* AIM OF THE EXERCISE *
Go through the material line by line and copy each one with the word "TurnController".

* DATASET EXCERPTS *
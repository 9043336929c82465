//! One actor per match. Its mailbox is the proposal queue: every request is
//! validated, applied and broadcast before the next one is looked at.

use actix::prelude::*;
use log::{debug, error, info, warn};
use serde::Serialize;
use std::collections::HashMap;
use std::time::{Duration, Instant};
use tokio::sync::broadcast;
use uuid::Uuid;

use crate::config::ServerConfig;
use crate::game::clock::{millis, TimeControl};
use crate::game::controller::TurnController;
use crate::game::evaluator::GameEndEvaluator;
use crate::game::rules::ChessRules;
use crate::models::{
    ClientMessage, ErrorCode, GameEndState, ParticipantId, RejoinToken, ServerMessage, TurnState,
};
use crate::session::directory::SessionDirectory;
use crate::session::host::{Dispatch, MatchEvent, MatchHost};
use crate::session::manager::SessionManager;

/// Delivered to a connection actor
#[derive(Message, Debug, Clone, PartialEq)]
#[rtype(result = "()")]
pub enum Outbound {
    Text(String),
    /// The authority has dropped this connection
    Close,
}

#[derive(Message)]
#[rtype(result = "()")]
pub struct Attach {
    pub participant: ParticipantId,
    pub conn_id: Uuid,
    pub recipient: Recipient<Outbound>,
    /// Set when reclaiming an earlier identity
    pub claim: Option<RejoinToken>,
}

#[derive(Message)]
#[rtype(result = "()")]
pub struct Detach {
    pub participant: ParticipantId,
    pub conn_id: Uuid,
}

#[derive(Message)]
#[rtype(result = "()")]
pub struct Inbound {
    pub participant: ParticipantId,
    pub conn_id: Uuid,
    pub message: ClientMessage,
}

#[derive(Message)]
#[rtype(result = "SessionInfo")]
pub struct Describe;

#[derive(Message)]
#[rtype(result = "broadcast::Receiver<MatchEvent>")]
pub struct Subscribe;

#[derive(Serialize, Debug, Clone, PartialEq)]
pub struct TimeControlInfo {
    pub initial_ms: u64,
    pub increment_ms: u64,
}

/// Summary served by the session lookup route
#[derive(Serialize, Debug, Clone, PartialEq)]
pub struct SessionInfo {
    pub session: String,
    pub connected: usize,
    pub seats_filled: bool,
    pub turn: TurnState,
    pub end: GameEndState,
    pub time_control: Option<TimeControlInfo>,
}

struct Link {
    conn_id: Uuid,
    recipient: Recipient<Outbound>,
}

pub struct MatchAuthority {
    code: String,
    host: MatchHost<ChessRules>,
    links: HashMap<ParticipantId, Link>,
    directory: SessionDirectory,
    clock_tick: Duration,
    idle_timeout: Duration,
    idle: Option<SpawnHandle>,
}

impl MatchAuthority {
    pub fn new(
        code: String,
        host_id: ParticipantId,
        time_control: Option<TimeControl>,
        config: &ServerConfig,
        directory: SessionDirectory,
    ) -> Self {
        let session = SessionManager::create(code.clone(), host_id);
        let controller = TurnController::new(ChessRules::new(), GameEndEvaluator::new(), time_control);
        Self {
            code,
            host: MatchHost::new(session, controller),
            links: HashMap::new(),
            directory,
            clock_tick: config.clock_tick,
            idle_timeout: config.idle_session_timeout,
            idle: None,
        }
    }

    /// Serializes each message once and hands it to every addressed link
    fn deliver(&self, dispatches: Vec<Dispatch>) {
        for dispatch in dispatches {
            let payload = match serde_json::to_string(&dispatch.message) {
                Ok(payload) => payload,
                Err(e) => {
                    error!("Failed to serialize {}: {}", dispatch.message.kind(), e);
                    continue;
                }
            };
            for (participant, link) in &self.links {
                if dispatch.target.includes(*participant) {
                    link.recipient.do_send(Outbound::Text(payload.clone()));
                }
            }
        }
    }

    fn arm_idle(&mut self, ctx: &mut Context<Self>) {
        self.disarm_idle(ctx);
        let handle = ctx.run_later(self.idle_timeout, |act, ctx| {
            if act.links.is_empty() {
                info!("Session {} idle, tearing down", act.code);
                ctx.stop();
            }
        });
        self.idle = Some(handle);
    }

    fn disarm_idle(&mut self, ctx: &mut Context<Self>) {
        if let Some(handle) = self.idle.take() {
            ctx.cancel_future(handle);
        }
    }

    fn is_current(&self, participant: ParticipantId, conn_id: Uuid) -> bool {
        self.links
            .get(&participant)
            .map(|link| link.conn_id == conn_id)
            .unwrap_or(false)
    }
}

impl Actor for MatchAuthority {
    type Context = Context<Self>;

    fn started(&mut self, ctx: &mut Self::Context) {
        info!("Match authority for {} started", self.code);
        if self.host.controller().time_control().is_some() {
            ctx.run_interval(self.clock_tick, |act, _| {
                let out = act.host.tick(Instant::now());
                act.deliver(out);
            });
        }
        self.arm_idle(ctx);
    }

    fn stopped(&mut self, _: &mut Self::Context) {
        for link in self.links.values() {
            link.recipient.do_send(Outbound::Close);
        }
        self.directory.remove(&self.code);
        info!("Match authority for {} stopped", self.code);
    }
}

impl Handler<Attach> for MatchAuthority {
    type Result = ();

    fn handle(&mut self, msg: Attach, ctx: &mut Self::Context) {
        if let Err(e) = self.host.admit(msg.participant, msg.claim) {
            match serde_json::to_string(&ServerMessage::error(ErrorCode::RejoinRefused, e.to_string())) {
                Ok(payload) => msg.recipient.do_send(Outbound::Text(payload)),
                Err(e) => warn!("Failed to serialize refusal: {}", e),
            }
            msg.recipient.do_send(Outbound::Close);
            return;
        }
        let link = Link {
            conn_id: msg.conn_id,
            recipient: msg.recipient,
        };
        if let Some(old) = self.links.insert(msg.participant, link) {
            if old.conn_id != msg.conn_id {
                info!("Participant {} reconnected, closing previous socket", msg.participant);
                old.recipient.do_send(Outbound::Close);
            }
        }
        self.disarm_idle(ctx);
        let out = self.host.connect(msg.participant, Instant::now());
        self.deliver(out);
    }
}

impl Handler<Detach> for MatchAuthority {
    type Result = ();

    fn handle(&mut self, msg: Detach, ctx: &mut Self::Context) {
        if !self.is_current(msg.participant, msg.conn_id) {
            debug!("Ignoring stale detach for {}", msg.participant);
            return;
        }
        self.links.remove(&msg.participant);
        let out = self.host.disconnect(msg.participant);
        self.deliver(out);
        if self.links.is_empty() {
            self.arm_idle(ctx);
        }
    }
}

impl Handler<Inbound> for MatchAuthority {
    type Result = ();

    fn handle(&mut self, msg: Inbound, ctx: &mut Self::Context) {
        if !self.is_current(msg.participant, msg.conn_id) {
            debug!("Ignoring message from replaced socket of {}", msg.participant);
            return;
        }
        let out = self.host.handle(msg.participant, msg.message, Instant::now());
        self.deliver(out);

        if self.host.is_closed() {
            ctx.stop();
        }
    }
}

impl Handler<Describe> for MatchAuthority {
    type Result = MessageResult<Describe>;

    fn handle(&mut self, _: Describe, _: &mut Self::Context) -> Self::Result {
        let controller = self.host.controller();
        MessageResult(SessionInfo {
            session: self.code.clone(),
            connected: self.host.session().connected_count(),
            seats_filled: self.host.session().seats_filled(),
            turn: controller.store().turn(),
            end: controller.store().end(),
            time_control: controller.time_control().map(|tc| TimeControlInfo {
                initial_ms: millis(tc.initial),
                increment_ms: millis(tc.increment),
            }),
        })
    }
}

impl Handler<Subscribe> for MatchAuthority {
    type Result = MessageResult<Subscribe>;

    fn handle(&mut self, _: Subscribe, _: &mut Self::Context) -> Self::Result {
        MessageResult(self.host.subscribe())
    }
}
pub mod config;
pub mod error;
pub mod game;
pub mod models;
pub mod routes;
pub mod session;
pub mod websocket;

pub use config::{RetryPolicy, ServerConfig};
pub use error::{ConfigError, Rejection, RulesError, SessionError, SyncError, TimeControlError};
use crate::config::ServerConfig;
use crate::session::directory::SessionDirectory;

/// Application state shared between connections
#[derive(Clone, Default)]
pub struct AppState {
    pub directory: SessionDirectory,
    pub config: ServerConfig,
}

impl AppState {
    pub fn new(config: ServerConfig) -> Self {
        Self {
            directory: SessionDirectory::new(),
            config,
        }
    }
}
use std::env;
use std::str::FromStr;
use std::time::Duration;

use crate::error::{ConfigError, TimeControlError};
use crate::game::clock::TimeControl;

/// Server settings, read from `CHESS_SYNC_*` environment variables
#[derive(Debug, Clone, PartialEq)]
pub struct ServerConfig {
    pub bind_addr: String,
    /// Applied when a `create` message carries no time control
    pub default_time_control: Option<TimeControl>,
    pub heartbeat_interval: Duration,
    pub client_timeout: Duration,
    /// A session with nobody connected for this long is torn down
    pub idle_session_timeout: Duration,
    pub clock_tick: Duration,
}

impl Default for ServerConfig {
    fn default() -> Self {
        Self {
            bind_addr: "127.0.0.1:8080".to_string(),
            default_time_control: None,
            heartbeat_interval: Duration::from_secs(20),
            client_timeout: Duration::from_secs(40),
            idle_session_timeout: Duration::from_secs(600),
            clock_tick: Duration::from_millis(250),
        }
    }
}

impl ServerConfig {
    pub fn from_env() -> Result<Self, ConfigError> {
        Self::from_lookup(|key| env::var(key).ok())
    }

    /// Builds a config from any key lookup; unset keys keep their defaults.
    pub fn from_lookup(lookup: impl Fn(&str) -> Option<String>) -> Result<Self, ConfigError> {
        let mut config = Self::default();

        if let Some(bind) = lookup("CHESS_SYNC_BIND") {
            config.bind_addr = bind;
        }

        let minutes: Option<u64> = parse(&lookup, "CHESS_SYNC_START_MINUTES")?;
        let increment: Option<u64> = parse(&lookup, "CHESS_SYNC_INCREMENT_SECONDS")?;
        config.default_time_control =
            TimeControl::from_minutes(minutes, increment).map_err(|e| match e {
                TimeControlError::StartTooLong(value) => ConfigError::Invalid {
                    key: "CHESS_SYNC_START_MINUTES",
                    value: value.to_string(),
                },
                TimeControlError::IncrementTooLong(value) => ConfigError::Invalid {
                    key: "CHESS_SYNC_INCREMENT_SECONDS",
                    value: value.to_string(),
                },
            })?;

        if let Some(secs) = parse_positive(&lookup, "CHESS_SYNC_HEARTBEAT_SECS")? {
            config.heartbeat_interval = Duration::from_secs(secs);
        }
        if let Some(secs) = parse(&lookup, "CHESS_SYNC_CLIENT_TIMEOUT_SECS")? {
            config.client_timeout = Duration::from_secs(secs);
        }
        if let Some(secs) = parse(&lookup, "CHESS_SYNC_IDLE_SESSION_SECS")? {
            config.idle_session_timeout = Duration::from_secs(secs);
        }
        if let Some(ms) = parse_positive(&lookup, "CHESS_SYNC_CLOCK_TICK_MS")? {
            config.clock_tick = Duration::from_millis(ms);
        }

        Ok(config)
    }
}

/// Reconnection policy of a participant.
///
/// Attempt `n` waits `initial_backoff * 2^(n-1)` before the next one, never
/// longer than `max_backoff`.
#[derive(Debug, Clone, Copy, PartialEq, Eq)]
pub struct RetryPolicy {
    pub max_attempts: u32,
    pub initial_backoff: Duration,
    pub max_backoff: Duration,
    /// An attempt fails if no sync arrives within this window
    pub sync_timeout: Duration,
}

impl Default for RetryPolicy {
    fn default() -> Self {
        Self {
            max_attempts: 5,
            initial_backoff: Duration::from_millis(500),
            max_backoff: Duration::from_secs(8),
            sync_timeout: Duration::from_secs(5),
        }
    }
}

impl RetryPolicy {
    /// Delay after the failed attempt number `attempt` (1-based)
    pub fn backoff(&self, attempt: u32) -> Duration {
        let factor = 2u32.saturating_pow(attempt.saturating_sub(1));
        self.initial_backoff
            .saturating_mul(factor)
            .min(self.max_backoff)
    }
}

fn parse<T: FromStr>(
    lookup: &impl Fn(&str) -> Option<String>,
    key: &'static str,
) -> Result<Option<T>, ConfigError> {
    match lookup(key) {
        None => Ok(None),
        Some(value) => value
            .trim()
            .parse()
            .map(Some)
            .map_err(|_| ConfigError::Invalid { key, value }),
    }
}

/// Interval settings; zero would spin the timer
fn parse_positive(
    lookup: &impl Fn(&str) -> Option<String>,
    key: &'static str,
) -> Result<Option<u64>, ConfigError> {
    match parse(lookup, key)? {
        Some(0) => Err(ConfigError::Invalid {
            key,
            value: "0".to_string(),
        }),
        other => Ok(other),
    }
}

#[cfg(test)]
mod tests {
    use super::*;
    use std::collections::HashMap;

    fn lookup(pairs: &[(&str, &str)]) -> impl Fn(&str) -> Option<String> {
        let map: HashMap<String, String> = pairs
            .iter()
            .map(|(k, v)| (k.to_string(), v.to_string()))
            .collect();
        move |key| map.get(key).cloned()
    }

    #[test]
    fn defaults_when_nothing_is_set() {
        let config = ServerConfig::from_lookup(lookup(&[])).unwrap();
        assert_eq!(config, ServerConfig::default());
    }

    #[test]
    fn reads_time_control_and_bind() {
        let config = ServerConfig::from_lookup(lookup(&[
            ("CHESS_SYNC_BIND", "0.0.0.0:9000"),
            ("CHESS_SYNC_START_MINUTES", "5"),
            ("CHESS_SYNC_INCREMENT_SECONDS", "3"),
        ]))
        .unwrap();
        assert_eq!(config.bind_addr, "0.0.0.0:9000");
        let control = config.default_time_control.unwrap();
        assert_eq!(control.initial, Duration::from_secs(300));
        assert_eq!(control.increment, Duration::from_secs(3));
    }

    #[test]
    fn zero_intervals_are_refused() {
        for key in ["CHESS_SYNC_HEARTBEAT_SECS", "CHESS_SYNC_CLOCK_TICK_MS"] {
            let err = ServerConfig::from_lookup(lookup(&[(key, "0")])).unwrap_err();
            assert_eq!(err, ConfigError::Invalid { key, value: "0".to_string() });
        }
    }

    #[test]
    fn oversized_default_time_control_is_refused() {
        let err = ServerConfig::from_lookup(lookup(&[
            ("CHESS_SYNC_START_MINUTES", "5"),
            ("CHESS_SYNC_INCREMENT_SECONDS", "18446744073709551615"),
        ]))
        .unwrap_err();
        assert!(matches!(err, ConfigError::Invalid { key: "CHESS_SYNC_INCREMENT_SECONDS", .. }));
    }

    #[test]
    fn backoff_doubles_up_to_the_cap() {
        let policy = RetryPolicy::default();
        let delays: Vec<u64> = (1..=6).map(|n| policy.backoff(n).as_millis() as u64).collect();
        assert_eq!(delays, vec![500, 1000, 2000, 4000, 8000, 8000]);
        assert_eq!(policy.backoff(40), Duration::from_secs(8));
    }

    #[test]
    fn rejects_garbage_numbers() {
        let err = ServerConfig::from_lookup(lookup(&[("CHESS_SYNC_CLOCK_TICK_MS", "fast")])).unwrap_err();
        assert_eq!(
            err,
            ConfigError::Invalid {
                key: "CHESS_SYNC_CLOCK_TICK_MS",
                value: "fast".to_string()
            }
        );
    }
}
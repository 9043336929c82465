pub mod clock;
pub mod controller;
pub mod evaluator;
pub mod rules;
pub mod store;

pub use clock::{MatchClock, TimeControl};
pub use controller::{AppliedMove, DrawOutcome, StateSnapshot, TurnController};
pub use evaluator::GameEndEvaluator;
pub use rules::{ChessRules, PositionStatus, RulesEngine};
pub use store::ReplicatedStore;
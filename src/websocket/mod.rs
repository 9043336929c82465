pub mod authority;
pub mod handler;

use actix_web::{web, Error, HttpRequest, HttpResponse};
use actix_web_actors::ws;

use crate::models::AppState;
pub use handler::ChessWebSocket;

/// WebSocket upgrade endpoint
pub async fn ws_index(
    req: HttpRequest,
    stream: web::Payload,
    app_state: web::Data<AppState>,
) -> Result<HttpResponse, Error> {
    ws::start(ChessWebSocket::new(app_state), &req, stream)
}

* SOLVED EXERCISE *
use crate::game::controller::TurnController;
        let controller = TurnController::new(ChessRules::new(), GameEndEvaluator::new(), time_control);
pub use controller::{AppliedMove, DrawOutcome, StateSnapshot, TurnController};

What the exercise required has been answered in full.